Top of The input

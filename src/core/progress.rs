//! Learner progress through a course
//!
//! Completed lesson ids come from the learner's progress record. Ids that are
//! not part of the course order are ignored.

use serde::Serialize;

#[derive(Debug, Clone, PartialEq, Serialize)]
#[serde(rename_all = "camelCase")]
pub struct CourseProgress {
    pub completed: usize,
    pub total: usize,
    pub remaining: usize,
    /// Share of lessons completed (0-100); 0 for a course without lessons
    pub percent: f64,
    pub is_complete: bool,
    /// First lesson in course order the learner has not completed yet
    pub next_lesson: Option<String>,
}

pub fn is_lesson_completed<S: AsRef<str>>(completed: &[S], lesson_id: &str) -> bool {
    completed.iter().any(|id| id.as_ref() == lesson_id)
}

/// Summarise progress against the canonical lesson order
pub fn course_progress<A, B>(full_order: &[A], completed: &[B]) -> CourseProgress
where
    A: AsRef<str>,
    B: AsRef<str>,
{
    let total = full_order.len();
    let done = full_order
        .iter()
        .map(|id| id.as_ref())
        .filter(|id| is_lesson_completed(completed, id))
        .count();
    let next_lesson = full_order
        .iter()
        .map(|id| id.as_ref())
        .find(|id| !is_lesson_completed(completed, id))
        .map(str::to_string);

    let percent = if total == 0 {
        0.0
    } else {
        done as f64 / total as f64 * 100.0
    };

    CourseProgress {
        completed: done,
        total,
        remaining: total - done,
        percent,
        is_complete: total > 0 && done == total,
        next_lesson,
    }
}
//! CLI argument structures
//!
//! This module defines the command-line interface used by lessonkit.

use clap::{Parser, Subcommand};
use std::path::PathBuf;

/// Sequence lessons, validate content and grade quizzes
#[derive(Parser, Debug)]
#[command(name = "lessonkit")]
#[command(about = "lessonkit - Course sequencing, lesson validation and quiz grading", long_about = None)]
#[command(version)]
pub struct Cli {
    /// Enable verbose output (-v for debug, -vv for trace)
    #[arg(short, long, action = clap::ArgAction::Count, global = true)]
    pub verbose: u8,

    /// Path to configuration file
    #[arg(short = 'c', long, global = true, value_name = "FILE")]
    pub config: Option<PathBuf>,

    #[command(subcommand)]
    pub command: Commands,
}

#[derive(Subcommand, Debug)]
pub enum Commands {
    /// Print the canonical lesson order of a course
    Sequence {
        /// Course file (JSON with `groups` and `lessons`)
        course: PathBuf,

        /// Print lessons bucketed by group instead of a flat list
        #[arg(long)]
        grouped: bool,
    },

    /// Print the previous and next lesson around a position
    Navigate {
        /// Course file (JSON with `groups` and `lessons`)
        course: PathBuf,

        /// Current lesson id; omit to get the course entry point
        #[arg(short, long, value_name = "ID")]
        lesson: Option<String>,
    },

    /// Validate a lesson draft or a quiz before saving it
    Validate {
        /// Lesson draft file (JSON with `type`, `content`, `media`)
        file: PathBuf,

        /// Treat the file as a bare quiz rather than a lesson draft
        #[arg(long)]
        quiz: bool,
    },

    /// Grade a submission against a quiz
    Grade {
        /// Quiz file
        quiz: PathBuf,

        /// Answers file: one array of selected option indices per question
        answers: PathBuf,
    },

    /// Summarise a learner's progress through a course
    Progress {
        /// Course file (JSON with `groups` and `lessons`)
        course: PathBuf,

        /// Completed lesson ids
        #[arg(long, value_name = "ID", num_args = 0..)]
        completed: Vec<String>,
    },

    /// Print a draft quiz to start authoring from
    #[command(name = "new-quiz")]
    NewQuiz {
        /// Number of placeholder questions
        #[arg(short = 'n', long, default_value = "1")]
        questions: usize,
    },
}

Bottom of The input

*Work task*. What is wanted is an exact repeat of the lines from the one with "start authoring from" through the last line of the listing above, and no other text.

*Response to the task*.
    /// Print a draft quiz to start authoring from
    #[command(name = "new-quiz")]
    NewQuiz {
        /// Number of placeholder questions
        #[arg(short = 'n', long, default_value = "1")]
        questions: usize,
    },
}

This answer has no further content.